Fire captain also says he neglected to order fire extinguishers be replaced days before the deadly blaze.

Jen St. Denis 24 Jan 2024The Tyee

Jen St. Denis is a reporter with The Tyee covering civic issues. Find her on Twitter @JenStDen.

Exit doors at the Winters Hotel were chained shut in the months leading up to a fire that killed two residents, a tenant testified Tuesday during an inquest into the deaths.

Franco Maselli’s testimony echoed a statement made by Misty Fredericks, the niece of Mary Ann Garlow and cousin of Garlow’s son John.

Mary Ann Garlow died in the fire, and John was injured when he jumped from an upper storey to escape on April 11, 2022.

During her testimony Monday, Fredericks said John got “visibly upset” during a recent meeting as he told her “there were chains on the door, the sprinklers didn't work and there was no way out.”

Maselli lived on the second floor of the building and said he noticed the chains on the third- and fourth-floor fire exit doors in previous months when he went upstairs to use the washroom. He said he did not go up to the third or fourth floor in April 2022.

Maselli said he complained to the city about problems with the building and was threatened with eviction by the building manager, Gina Vanemberg.

“I voiced my concerns with the City of Vancouver because I thought, I’m on the right side of the law,” Maselli testified. “I thought, I’m gonna do the right thing.”

A fire captain who attended a smaller blaze three days before the deadly fire at the Winters Hotel also told the inquest he made a mistake when he did not order staff at the building to replace spent fire extinguishers.

Kris Zoppa also said that when firefighters arrived at the first fire at 102 Water St. on Friday, April 8, 2022, no building alarm was sounding.

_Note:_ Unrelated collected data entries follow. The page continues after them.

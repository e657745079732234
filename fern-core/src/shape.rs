use std::f64::consts::FRAC_PI_2;

use glam::DVec2;

use crate::types::{Point, Rgb, Triangle};

/// Fill of every terminal triangle.
pub const TIP_COLOR: Rgb = Rgb::new(100, 220, 0);

/// Unit vector for `direction` in screen space (`x = sin`, `y = cos`).
#[inline]
pub fn heading(direction: f64) -> DVec2 {
    DVec2::new(direction.sin(), direction.cos())
}

/// Moves `from` by `offset`, truncating the offset toward zero per axis.
///
/// Offsets too large for the pixel grid saturate at the `i32` bounds.
#[inline]
pub fn step(from: Point, offset: DVec2) -> Point {
    from.saturating_add(offset.as_ivec2())
}

/// Builds the triangle that ends a tendril.
///
/// The base is `2 * size` wide and perpendicular to `direction`; the tip
/// sits `2 * size` ahead of `apex`.
pub fn terminal_triangle(apex: Point, size: f64, direction: f64) -> Triangle {
    Triangle {
        v1: step(apex, heading(direction - FRAC_PI_2) * size),
        v2: step(apex, heading(direction + FRAC_PI_2) * size),
        v3: step(apex, heading(direction) * (2.0 * size)),
        fill: TIP_COLOR,
    }
}
//! Command-line and config-file settings for the viewer.

use std::{fs, path::PathBuf};

use clap::Parser;
use fern_core::{Config, GenerationParameters};
use thiserror::Error;

/// Child branch jitter used when no config file or flag says otherwise.
pub const DEFAULT_BRANCH_JITTER: f64 = 1.0 / 6.0;

#[derive(Debug, Error)]
pub enum SettingsError {
    #[error("cannot read config file {path}: {source}")]
    Io {
        path: PathBuf,
        source: std::io::Error,
    },

    #[error("invalid config file: {0}")]
    Toml(#[from] toml::de::Error),
}

#[derive(Parser, Debug, Clone)]
#[command(name = "fern-view")]
#[command(about = "Draws a random fractal fern", long_about = None)]
pub struct Cli {
    /// Length in pixels of the primary tendril segment
    #[arg(long, default_value_t = 40.0)]
    pub size: f64,

    /// How much smaller each segment is than the previous one, in (0, 1)
    #[arg(long, default_value_t = 0.8)]
    pub reduction: f64,

    /// Tendency of a tendril to turn right (positive) or left (negative)
    #[arg(long, default_value_t = 0.3, allow_hyphen_values = true)]
    pub turn_bias: f64,

    /// Seed for the random source; picked at random when omitted
    #[arg(long)]
    pub seed: Option<u64>,

    /// Initial window width in pixels
    #[arg(long, default_value_t = 800.0)]
    pub width: f32,

    /// Initial window height in pixels
    #[arg(long, default_value_t = 600.0)]
    pub height: f32,

    /// Random spread of the direction handed to child tendrils
    #[arg(long)]
    pub branch_jitter: Option<f64>,

    /// Maximum number of lines and triangles in one fern
    #[arg(long)]
    pub max_draw_calls: Option<usize>,

    /// TOML file with `max_draw_calls` and `branch_jitter`
    #[arg(long)]
    pub config: Option<PathBuf>,
}

/// Everything the viewer needs to draw one fern.
#[derive(Clone, Copy, Debug, PartialEq)]
pub struct Settings {
    pub params: GenerationParameters,
    pub cfg: Config,
    pub seed: u64,
    pub width: f32,
    pub height: f32,
}

/// Parses a TOML run config; missing keys keep the core defaults.
pub fn parse_config(text: &str) -> Result<Config, SettingsError> {
    Ok(toml::from_str(text)?)
}

impl Cli {
    /// Resolves the final settings.
    ///
    /// Precedence, lowest first: viewer defaults, the config file, flags.
    pub fn into_settings(self) -> Result<Settings, SettingsError> {
        let mut cfg = match &self.config {
            Some(path) => {
                let text = fs::read_to_string(path).map_err(|source| SettingsError::Io {
                    path: path.clone(),
                    source,
                })?;
                parse_config(&text)?
            }
            None => Config {
                branch_jitter: DEFAULT_BRANCH_JITTER,
                ..Config::default()
            },
        };

        if let Some(jitter) = self.branch_jitter {
            cfg.branch_jitter = jitter;
        }
        if let Some(max) = self.max_draw_calls {
            cfg.max_draw_calls = max;
        }

        Ok(Settings {
            params: GenerationParameters::new(self.size, self.reduction, self.turn_bias),
            cfg,
            seed: self.seed.unwrap_or_else(rand::random),
            width: self.width,
            height: self.height,
        })
    }
}

#[cfg(test)]
mod tests {
    use super::*;

    #[test]
    fn defaults_match_the_classic_fern() {
        let cli = Cli::parse_from(["fern-view", "--seed", "11"]);
        let s = cli.into_settings().expect("no config file involved");

        assert_eq!(s.params, GenerationParameters::new(40.0, 0.8, 0.3));
        assert_eq!(s.seed, 11);
        assert_eq!(s.cfg.branch_jitter, DEFAULT_BRANCH_JITTER);
        assert_eq!(s.cfg.max_draw_calls, Config::default().max_draw_calls);
        assert_eq!((s.width, s.height), (800.0, 600.0));
    }

    #[test]
    fn flags_override_defaults() {
        let cli = Cli::parse_from([
            "fern-view",
            "--size",
            "60",
            "--reduction",
            "0.85",
            "--turn-bias",
            "-0.4",
            "--branch-jitter",
            "0",
            "--max-draw-calls",
            "5000",
        ]);
        let s = cli.into_settings().expect("no config file involved");

        assert_eq!(s.params, GenerationParameters::new(60.0, 0.85, -0.4));
        assert_eq!(s.cfg.branch_jitter, 0.0);
        assert_eq!(s.cfg.max_draw_calls, 5000);
    }

    #[test]
    fn parse_config_fills_missing_keys() {
        let cfg = parse_config("max_draw_calls = 1234\n").expect("valid toml");
        assert_eq!(cfg.max_draw_calls, 1234);
        assert_eq!(cfg.branch_jitter, Config::default().branch_jitter);

        let cfg = parse_config("branch_jitter = 0.25").expect("valid toml");
        assert_eq!(cfg.branch_jitter, 0.25);
    }

    #[test]
    fn parse_config_rejects_wrong_types() {
        assert!(matches!(
            parse_config("max_draw_calls = \"lots\""),
            Err(SettingsError::Toml(_))
        ));
    }

    #[test]
    fn missing_config_file_is_reported() {
        let cli = Cli::parse_from(["fern-view", "--config", "/definitely/not/here.toml"]);
        assert!(matches!(cli.into_settings(), Err(SettingsError::Io { .. })));
    }
}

“At this building, the alarm was not operational,” Zoppa said. He said it was just one of several factors that made him feel uneasy about the safety of residents.

“I didn’t like this building,” he told the inquest.

Events around the April 8 fire are important to the inquest, because after firefighters attended that relatively small fire, the sprinkler system was turned off.

Zoppa issued a fire order to building staff, which said the sprinkler system and building alarm had to be serviced and reactivated by a fire service company. But those systems had still not been reset on April 11, when a fire started and quickly spread throughout the building.

Zoppa also ordered the building management to run a fire watch in the building while the sprinkler and alarms were not operational, requiring regular patrols.

Maselli testified he was never told the building was on fire watch, did not see any notices posted and did not see anyone doing the regular patrols required by fire watch guidelines.

Two residents, Mary Ann Garlow and Dennis Guay, were killed in the April 11, 2022, fire. A coroner’s inquest started Monday to examine the circumstances that led to their deaths.

Coroner’s inquests don’t find fault but seek to determine how a person died. A jury of five hears evidence and then recommends changes that could help prevent similar deaths.

The Winters Hotel was a single-room occupancy hotel that was run as supportive housing by Atira Property Management, with funding from BC Housing. The property is owned by Peter Plett.

Zoppa testified that when he attended the building on April 8, the fire in Suite 222 was mostly out. He said he saw empty fire extinguishers on the floor and heard from two residents that they had used extinguishers to put out the fire.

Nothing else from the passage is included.